G.E.M. Skues and the nymphing revolution
G.E.M. Skues and the nymphing revolution

Contrarian of the Chalk Streams
G.E.M. Skues, a Victorian-era solicitor and angler living near the River Test and Hampshire Avon, pioneered sub-surface nymph fishing for brown trout on England’s chalk streams. In the early 20th century his books The Way of a Trout with a Fly (1921) and Nymph Fishing for Chalk Stream Trout (1926) challenged the prevailing dry-fly orthodoxy associated with Frederic M. Halford. Based on prolonged observation of trout behaviour, Skues argued many takes occurred beneath the surface and developed upstream nymphing tactics and realistic imitations tailored to the Test and Avon’s clear, chalky waters.
Lasting cultural impact
The debate over nymphing reshaped British angling culture: a technique that began in Hampshire became a cornerstone of modern fly fishing worldwide.
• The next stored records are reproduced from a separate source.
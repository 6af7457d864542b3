//! Individual ranking signals. Every function is total: missing inputs
//! produce a neutral value instead of an error.

use chrono::{DateTime, Utc};

/// Cosine similarity of two embeddings; 0 when either is missing, the
/// dimensions differ, or a vector has zero norm.
pub fn cosine_similarity(a: Option<&[f64]>, b: Option<&[f64]>) -> f64 {
    let (Some(a), Some(b)) = (a, b) else {
        return 0.0;
    };
    if a.is_empty() || a.len() != b.len() {
        return 0.0;
    }

    let mut dot = 0.0;
    let mut norm_a = 0.0;
    let mut norm_b = 0.0;
    for (x, y) in a.iter().zip(b) {
        dot += x * y;
        norm_a += x * x;
        norm_b += y * y;
    }

    if norm_a == 0.0 || norm_b == 0.0 {
        return 0.0;
    }
    let sim = dot / (norm_a.sqrt() * norm_b.sqrt());
    if sim.is_finite() {
        sim
    } else {
        0.0
    }
}

/// Exponential decay with a 24 hour half-life
pub fn recency_decay(created_at: DateTime<Utc>, now: DateTime<Utc>) -> f64 {
    let age_hours = (now - created_at).num_seconds().max(0) as f64 / 3600.0;
    (0.5_f64.ln() * age_hours / 24.0).exp()
}

pub const INTERACTION_HALF_LIFE_DAYS: f64 = 30.0;
pub const INTERACTION_DECAY_FLOOR: f64 = 0.1;

/// Weight of an interaction `age_days` old: 30 day half-life, floored at 0.1
pub fn interaction_decay(age_days: f64) -> f64 {
    let age = age_days.max(0.0);
    0.5_f64
        .powf(age / INTERACTION_HALF_LIFE_DAYS)
        .max(INTERACTION_DECAY_FLOOR)
}

/// (likes·0.4 + comments·0.3 + shares·0.3) / (1 + views)
pub fn engagement_rate(likes: i64, comments: i64, shares: i64, views: i64) -> f64 {
    let likes = likes.max(0) as f64;
    let comments = comments.max(0) as f64;
    let shares = shares.max(0) as f64;
    let views = views.max(0) as f64;
    (likes * 0.4 + comments * 0.3 + shares * 0.3) / (1.0 + views)
}

/// Social reach of a profile on a log scale
pub fn profile_engagement(followers: i64, following: i64, posts: i64) -> f64 {
    let connections = (followers.max(0) + following.max(0)) as f64;
    let posts = posts.max(0) as f64;
    ((1.0 + connections).log10() * 0.5 + (1.0 + posts).log10() * 0.5) / 4.0
}

/// Inputs for the completeness signal
#[derive(Debug, Clone, Copy, Default)]
pub struct ProfileFacts<'a> {
    pub username: &'a str,
    pub display_name: &'a str,
    pub has_bio: bool,
    pub has_picture: bool,
    pub post_count: i64,
    pub follower_count: i64,
}

/// 0.2 per filled-in facet of a profile
pub fn profile_completeness(facts: &ProfileFacts<'_>) -> f64 {
    let checks = [
        facts.has_bio,
        facts.has_picture,
        facts.display_name != facts.username,
        facts.post_count > 0,
        facts.follower_count > 0,
    ];
    checks.iter().filter(|c| **c).count() as f64 * 0.2
}

/// Where the query matched on a profile, strongest first
pub fn profile_text_score(query: &str, username: &str, display_name: &str) -> f64 {
    let q = query.trim().to_lowercase();
    let username = username.to_lowercase();
    let display = display_name.to_lowercase();

    if username == q {
        1.0
    } else if username.contains(&q) {
        0.8
    } else if display == q {
        0.6
    } else if display.contains(&q) {
        0.4
    } else {
        // Candidate set only holds matches, so this is a bio hit
        0.2
    }
}

/// Where the query matched on a post, strongest first
pub fn post_text_score(query: &str, title: Option<&str>, description: Option<&str>) -> f64 {
    let q = query.trim().to_lowercase();
    let title = title.map(str::to_lowercase).unwrap_or_default();
    let description = description.map(str::to_lowercase).unwrap_or_default();

    if !title.is_empty() && title == q {
        1.0
    } else if title.contains(&q) {
        0.8
    } else if description.contains(&q) {
        0.6
    } else {
        // hashtag match
        0.4
    }
}

/// One INTERACTED_WITH edge reduced to what dating/creator scoring reads
#[derive(Debug, Clone, Copy, PartialEq)]
pub struct ViewSample {
    pub completion_rate: f64,
    pub signal_count: usize,
    pub unregretted: bool,
}

impl ViewSample {
    fn value(&self) -> f64 {
        let boost = if self.unregretted { 1.5 } else { 1.0 };
        self.completion_rate * self.signal_count as f64 * boost
    }
}

/// Mean engagement over view samples clamped to [0, 1]; 0 without samples
pub fn interaction_engagement(samples: &[ViewSample]) -> f64 {
    if samples.is_empty() {
        return 0.0;
    }
    let total: f64 = samples.iter().map(ViewSample::value).sum();
    (total / samples.len() as f64).clamp(0.0, 1.0)
}

/// Share of a creator's audience already connected to the viewer
pub fn audience_overlap(connected_followers: i64, follower_count: i64) -> f64 {
    let denom = follower_count.max(1) as f64;
    (connected_followers.max(0) as f64 / denom).clamp(0.0, 1.0)
}

/// 1/(1+hops) for a shortest path, 0 when unconnected
pub fn path_score(hops: Option<i64>) -> f64 {
    match hops {
        Some(h) if h >= 0 => 1.0 / (1.0 + h as f64),
        _ => 0.0,
    }
}

/// min(count / cap, 1)
pub fn saturating_ratio(count: f64, cap: f64) -> f64 {
    if cap <= 0.0 {
        return 0.0;
    }
    (count.max(0.0) / cap).min(1.0)
}

#[cfg(test)]
mod tests {
    use super::*;
    use chrono::Duration;

    fn approx(a: f64, b: f64) -> bool {
        (a - b).abs() < 1e-9
    }

    #[test]
    fn test_cosine_identical_and_orthogonal() {
        let a = vec![1.0, 2.0, 3.0];
        assert!(approx(cosine_similarity(Some(a.as_slice()), Some(a.as_slice())), 1.0));

        let x = vec![1.0, 0.0];
        let y = vec![0.0, 1.0];
        assert!(approx(cosine_similarity(Some(x.as_slice()), Some(y.as_slice())), 0.0));

        let neg = vec![-1.0, -2.0, -3.0];
        assert!(approx(cosine_similarity(Some(a.as_slice()), Some(neg.as_slice())), -1.0));
    }

    #[test]
    fn test_cosine_degenerate_inputs() {
        let a = vec![1.0, 2.0];
        let zero = vec![0.0, 0.0];
        let short = vec![1.0];
        assert_eq!(cosine_similarity(None, Some(a.as_slice())), 0.0);
        assert_eq!(cosine_similarity(Some(a.as_slice()), None), 0.0);
        assert_eq!(cosine_similarity(Some(a.as_slice()), Some(zero.as_slice())), 0.0);
        assert_eq!(cosine_similarity(Some(a.as_slice()), Some(short.as_slice())), 0.0);
        assert_eq!(cosine_similarity(Some(&[][..]), Some(&[][..])), 0.0);
    }

    #[test]
    fn test_recency_decay_half_life() {
        let now = Utc::now();
        assert!(approx(recency_decay(now, now), 1.0));
        assert!((recency_decay(now - Duration::hours(24), now) - 0.5).abs() < 1e-6);
        assert!((recency_decay(now - Duration::hours(48), now) - 0.25).abs() < 1e-6);
        // Clock skew never boosts above 1
        assert!(approx(recency_decay(now + Duration::hours(5), now), 1.0));
    }

    #[test]
    fn test_interaction_decay_floor() {
        assert!(approx(interaction_decay(0.0), 1.0));
        assert!((interaction_decay(30.0) - 0.5).abs() < 1e-9);
        assert!(approx(interaction_decay(365.0), INTERACTION_DECAY_FLOOR));
    }

    #[test]
    fn test_engagement_rate() {
        assert!(approx(engagement_rate(10, 10, 10, 0), 10.0));
        assert!(approx(engagement_rate(10, 0, 0, 9), 0.4));
        assert_eq!(engagement_rate(0, 0, 0, 100), 0.0);
        assert_eq!(engagement_rate(-5, 0, 0, 0), 0.0);
    }

    #[test]
    fn test_profile_engagement() {
        assert_eq!(profile_engagement(0, 0, 0), 0.0);
        // log10(100) = 2, log10(10) = 1 -> (1 + 0.5) / 4
        assert!(approx(profile_engagement(90, 9, 9), 0.375));
    }

    #[test]
    fn test_profile_completeness() {
        let empty = ProfileFacts {
            username: "bob",
            display_name: "bob",
            ..Default::default()
        };
        assert_eq!(profile_completeness(&empty), 0.0);

        let full = ProfileFacts {
            username: "bob",
            display_name: "Bob B",
            has_bio: true,
            has_picture: true,
            post_count: 3,
            follower_count: 1,
        };
        assert!(approx(profile_completeness(&full), 1.0));
    }

    #[test]
    fn test_profile_text_score_ladder() {
        assert_eq!(profile_text_score("Alice", "alice", "Someone"), 1.0);
        assert_eq!(profile_text_score("ali", "alice", "Someone"), 0.8);
        assert_eq!(profile_text_score("wonder", "alice", "Wonder"), 0.6);
        assert_eq!(profile_text_score("wonder", "alice", "Wonderland"), 0.4);
        assert_eq!(profile_text_score("hiking", "alice", "Alice"), 0.2);
    }

    #[test]
    fn test_post_text_score_ladder() {
        assert_eq!(post_text_score("Sunset", Some("sunset"), None), 1.0);
        assert_eq!(post_text_score("sun", Some("Sunset beach"), None), 0.8);
        assert_eq!(post_text_score("beach", Some("Sunset"), Some("at the beach")), 0.6);
        assert_eq!(post_text_score("travel", None, None), 0.4);
    }

    #[test]
    fn test_interaction_engagement_mean_and_clamp() {
        assert_eq!(interaction_engagement(&[]), 0.0);

        let samples = [
            ViewSample {
                completion_rate: 0.5,
                signal_count: 1,
                unregretted: false,
            },
            ViewSample {
                completion_rate: 0.2,
                signal_count: 1,
                unregretted: true,
            },
        ];
        // (0.5 + 0.3) / 2
        assert!(approx(interaction_engagement(&samples), 0.4));

        let heavy = [ViewSample {
            completion_rate: 1.0,
            signal_count: 3,
            unregretted: true,
        }];
        assert_eq!(interaction_engagement(&heavy), 1.0);
    }

    #[test]
    fn test_audience_overlap() {
        assert_eq!(audience_overlap(0, 0), 0.0);
        assert!(approx(audience_overlap(5, 20), 0.25));
        assert_eq!(audience_overlap(3, 0), 1.0);
    }

    #[test]
    fn test_path_score() {
        assert_eq!(path_score(None), 0.0);
        assert!(approx(path_score(Some(1)), 0.5));
        assert!(approx(path_score(Some(3)), 0.25));
    }

    #[test]
    fn test_saturating_ratio() {
        assert_eq!(saturating_ratio(0.0, 10.0), 0.0);
        assert!(approx(saturating_ratio(5.0, 10.0), 0.5));
        assert_eq!(saturating_ratio(25.0, 10.0), 1.0);
        assert_eq!(saturating_ratio(5.0, 0.0), 0.0);
    }
}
Less widely noted is the social consequence—Skues’s methods broadened acceptable practice within English angling clubs and prompted closer ecological study of chalk-stream feeding habits, aiding later conservation-minded anglers. The River Test and Hampshire Avon remain pilgrimage sites for those studying classical nymphing, and echoes of Skues’s ideas persist in guides used from southern chalk streams to Scottish lochs.